Modern Loneliness: Just Another Song Or The New Way Of Life?

BKavya Aggarwal 

Never have we been this connected. Yet, ironically, never have we felt lonelier as well. Despite being flooded by Instagram follow requests and surrounded by friends during meals, many still identify themselves as loners.  

I have felt lonely in a crowded room before. Everyone always seems to have so much to say during conversations, be it latest Tik Tok trends or celebrity intrigues…. however, as someone who is introverted and not knowledgeable in these areas, I find it difficult to contribute and feel left out even though I am surrounded by people.

Eunice, Year 1 Wee Kim Wee School of Communication and Information 

For the longest time, elders have been identified as the main group experiencing social seclusion. However, today, this problem isn’t just limited to them.  

With our work-life imbalance and the advent of solo living, people both young and old feel isolated and out of touch with each other. These feelings are exacerbated when one logs onto social media and sees all their friends having fun without them.   

Furthermore, for many, spending long days alone in lockdown or simply having to adapt to the unprecedented changes brought about by the Covid-19 pandemic have made such feelings worse. 

Seeing our friends being social on Instagram can elicit feelings of isolation in comparison.  
Photo credit: Unsplash | @dancielcgold 

Ultimately, whether introverts or extroverts, humans are still social animals. We find joy in working together, immersing ourselves in shared interests and talking to one another. However, as university students who are constantly swamped with work, our back-to-back schedules may limit our social interactions with our friends. Non-academic pursuits and our passion projects seem less important in the greater scheme of things. As a result, we often neglect our emotional and social well-being.   

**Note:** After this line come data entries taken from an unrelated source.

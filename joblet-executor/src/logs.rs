// Copyright 2024-2025 Joblet Contributors
//
// Licensed under the Apache License, Version 2.0 (the "License");
// you may not use this file except in compliance with the License.
// You may obtain a copy of the License at
//
//     http://www.apache.org/licenses/LICENSE-2.0
//
// Unless required by applicable law or agreed to in writing, software
// distributed under the License is distributed on an "AS IS" BASIS,
// WITHOUT WARRANTIES OR CONDITIONS OF ANY KIND, either express or implied.
// See the License for the specific language governing permissions and
// limitations under the License.

//! Bounded per-job log buffers with replay-then-stream subscriptions.
//!
//! Writers never block: when a topic exceeds its byte capacity the
//! oldest chunks are discarded, and a subscriber that cannot keep up
//! with the live tail is dropped rather than stalling the producer.

use crate::metrics;
use bytes::Bytes;
use chrono::Utc;
use dashmap::DashMap;
use joblet_common::model::{JobId, LogChunk, LogOrigin};
use std::collections::VecDeque;
use std::sync::{Arc, Mutex};
use tokio::sync::mpsc;
use tracing::debug;

pub const DEFAULT_CAPACITY_BYTES: usize = 1024 * 1024;

/// Bound on the live tail a subscriber may fall behind by.
const SUBSCRIBER_QUEUE_DEPTH: usize = 256;

struct TopicInner {
    chunks: VecDeque<LogChunk>,
    buffered_bytes: usize,
    next_seq: [u64; 3],
    subscribers: Vec<mpsc::Sender<LogChunk>>,
    finished: bool,
}

fn origin_index(origin: LogOrigin) -> usize {
    match origin {
        LogOrigin::Stdout => 0,
        LogOrigin::Stderr => 1,
        LogOrigin::System => 2,
    }
}

pub struct LogTopic {
    job_id: JobId,
    capacity: usize,
    inner: Mutex<TopicInner>,
}

impl LogTopic {
    fn new(job_id: JobId, capacity: usize) -> Self {
        LogTopic {
            job_id,
            capacity,
            inner: Mutex::new(TopicInner {
                chunks: VecDeque::new(),
                buffered_bytes: 0,
                next_seq: [0; 3],
                subscribers: Vec::new(),
                finished: false,
            }),
        }
    }

    /// Appends a chunk and fans it out. The lock is held only for the
    /// append and the non-blocking sends.
    pub fn publish(&self, origin: LogOrigin, data: Bytes) {
        if data.is_empty() {
            return;
        }
        let mut inner = self.inner.lock().unwrap();
        if inner.finished {
            return;
        }
        let seq = inner.next_seq[origin_index(origin)];
        inner.next_seq[origin_index(origin)] += 1;
        let chunk = LogChunk {
            job_id: self.job_id,
            origin,
            seq,
            at: Utc::now(),
            data,
        };

        inner.buffered_bytes += chunk.data.len();
        inner.chunks.push_back(chunk.clone());
        while inner.buffered_bytes > self.capacity {
            match inner.chunks.pop_front() {
                Some(dropped) => {
                    inner.buffered_bytes -= dropped.data.len();
                    metrics::record_log_bytes_dropped(dropped.data.len() as u64);
                }
                None => break,
            }
        }

        let job_id = self.job_id;
        inner.subscribers.retain(|sender| {
            match sender.try_send(chunk.clone()) {
                Ok(()) => true,
                Err(mpsc::error::TrySendError::Full(_)) => {
                    debug!(job_id = %job_id, "Dropping lagging log subscriber");
                    false
                }
                Err(mpsc::error::TrySendError::Closed(_)) => false,
            }
        });
    }

    /// Replay-then-stream: the retained prefix is delivered first, the
    /// live tail follows on the same channel.
    pub fn subscribe(&self) -> mpsc::Receiver<LogChunk> {
        let mut inner = self.inner.lock().unwrap();
        let (sender, receiver) =
            mpsc::channel(inner.chunks.len() + SUBSCRIBER_QUEUE_DEPTH);
        for chunk in &inner.chunks {
            // Capacity covers the whole snapshot, this cannot fail.
            let _ = sender.try_send(chunk.clone());
        }
        if !inner.finished {
            inner.subscribers.push(sender);
        }
        receiver
    }

    /// Ends the live tail: current subscribers drain what they have
    /// and see end-of-stream; the buffer stays readable for replay.
    pub fn finish(&self) {
        let mut inner = self.inner.lock().unwrap();
        inner.finished = true;
        inner.subscribers.clear();
    }

    pub fn buffered_bytes(&self) -> usize {
        self.inner.lock().unwrap().buffered_bytes
    }
}

/// Topic registry: one bounded buffer per job.
pub struct LogRouter {
    topics: DashMap<JobId, Arc<LogTopic>>,
    capacity: usize,
}

impl LogRouter {
    pub fn new(capacity: usize) -> Self {
        LogRouter {
            topics: DashMap::new(),
            capacity,
        }
    }

    pub fn topic(&self, job_id: JobId) -> Arc<LogTopic> {
        self.topics
            .entry(job_id)
            .or_insert_with(|| Arc::new(LogTopic::new(job_id, self.capacity)))
            .clone()
    }

    pub fn publish(&self, job_id: JobId, origin: LogOrigin, data: Bytes) {
        self.topic(job_id).publish(origin, data);
    }

    pub fn subscribe(&self, job_id: JobId) -> mpsc::Receiver<LogChunk> {
        self.topic(job_id).subscribe()
    }

    pub fn finish(&self, job_id: JobId) {
        if let Some(topic) = self.topics.get(&job_id) {
            topic.finish();
        }
    }

    /// Drops the buffer entirely; used by job deletion.
    pub fn remove(&self, job_id: JobId) {
        if let Some((_, topic)) = self.topics.remove(&job_id) {
            topic.finish();
        }
    }
}

impl Default for LogRouter {
    fn default() -> Self {
        Self::new(DEFAULT_CAPACITY_BYTES)
    }
}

Is trying to balance our social lives with academic pursuits all but a lost cause? Well, quite the opposite, actually! As long as you are willing to leave your comfort zone and meet new people, there are always avenues for you to explore, such as: 

  1. Project Aphrodite: 21st Century Style Dating 
Project Aphrodite utilises concepts from Psychology, Sociology, Economics, Mathematics and Computer Science to help people find an ideal partner. Photo credit: Aphrodite Project Telegram Channel 

A quick glance at the NTU Confessions page is enough to tell you that our university has many lonely souls. Perhaps due to past experiences with broken hearts or unrequited affections, quite a few have come to believe that dating is just not meant for them. To tackle this problem, two NUS students initiated ‘Project Aphrodite’.  

An ambitious undertaking, this project requires participants to fill up a quick questionnaire on their interests, value system and preferences. Afterwards, the project’s creators run an algorithm to pair up like-minded individuals. After the success of Project Aphrodite in NUS, a second island-wide run was organised this year, which saw over 2700 NTU students signing up.  

Those who are interested in receiving updates on Project Aphrodite can join their Telegram Channel here

2. Put yourself out there 

With 16 academic clubs, 3 non-academic ones and over 100 interest-based CCAs and student organisations, there is no dearth of options available to us at NTU. Whether you are a film fanatic or a music maestro, there’s a place for everyone.  

I have met a lot of new folks and made friends through WSC (Welfare Services Club) including my present girlfriend…I feel CCAs are a great way to get introduced to a bunch of new people and expand your social circle!

Rohan, Year 3 Data Science and Artificial Intelligence 
(Main Comm., Welfare Services Club) 
Joining clubs and organisations is a great way to expand your social circle.  
Photo credit: NTUSU Corporate Communications 

Joining CCAs is a great way to take a break from your coursework while meeting people from different courses.  

For me, joining a CCA has helped me to keep myself occupied with meaningful stuff and widen my professional connections, (while) connecting with like-minded individuals.

Shannon, Year 3 Material Science and Engineering
(EXCO, Engineers Without Borders-NTU) 

3. Love Thyself 

We live in a society that cares too much about superficial indicators such as Instagram likes and follower counts. Unknowingly, we start comparing ourselves with others and come to the ill-founded belief that we are not doing enough. However, it is important to know that Instagram is merely a highlight reel showcasing the glitz and glamour. It does not necessarily represent reality.  

Rather than make ourselves feel miserable by comparing ourselves with others, we should all learn how to appreciate the company that we have. This is a lifelong journey that begins with building a positive self-image and takes time and effort.   

However, some baby steps you can take include immersing yourself in hobbies or reading up on self-help content to see what methods have worked for others. Depending on the individual, the exact methods will vary. But the end goal is the same, which is to pursue what interests and rejuvenates you! 

Taking time to appreciate your own company is important in cultivating a positive self-image.  
Photo credit: Unsplash | @jakemelara 

In life, all of us will experience lows when we feel unwanted. However, dwelling on them for too long will not do us good. Rather, taking these feelings in our stride will make all the difference. For example, being ready to explore new interests and going beyond what is familiar, might just lead us to building exciting new relationships and ridding ourselves of modern loneliness.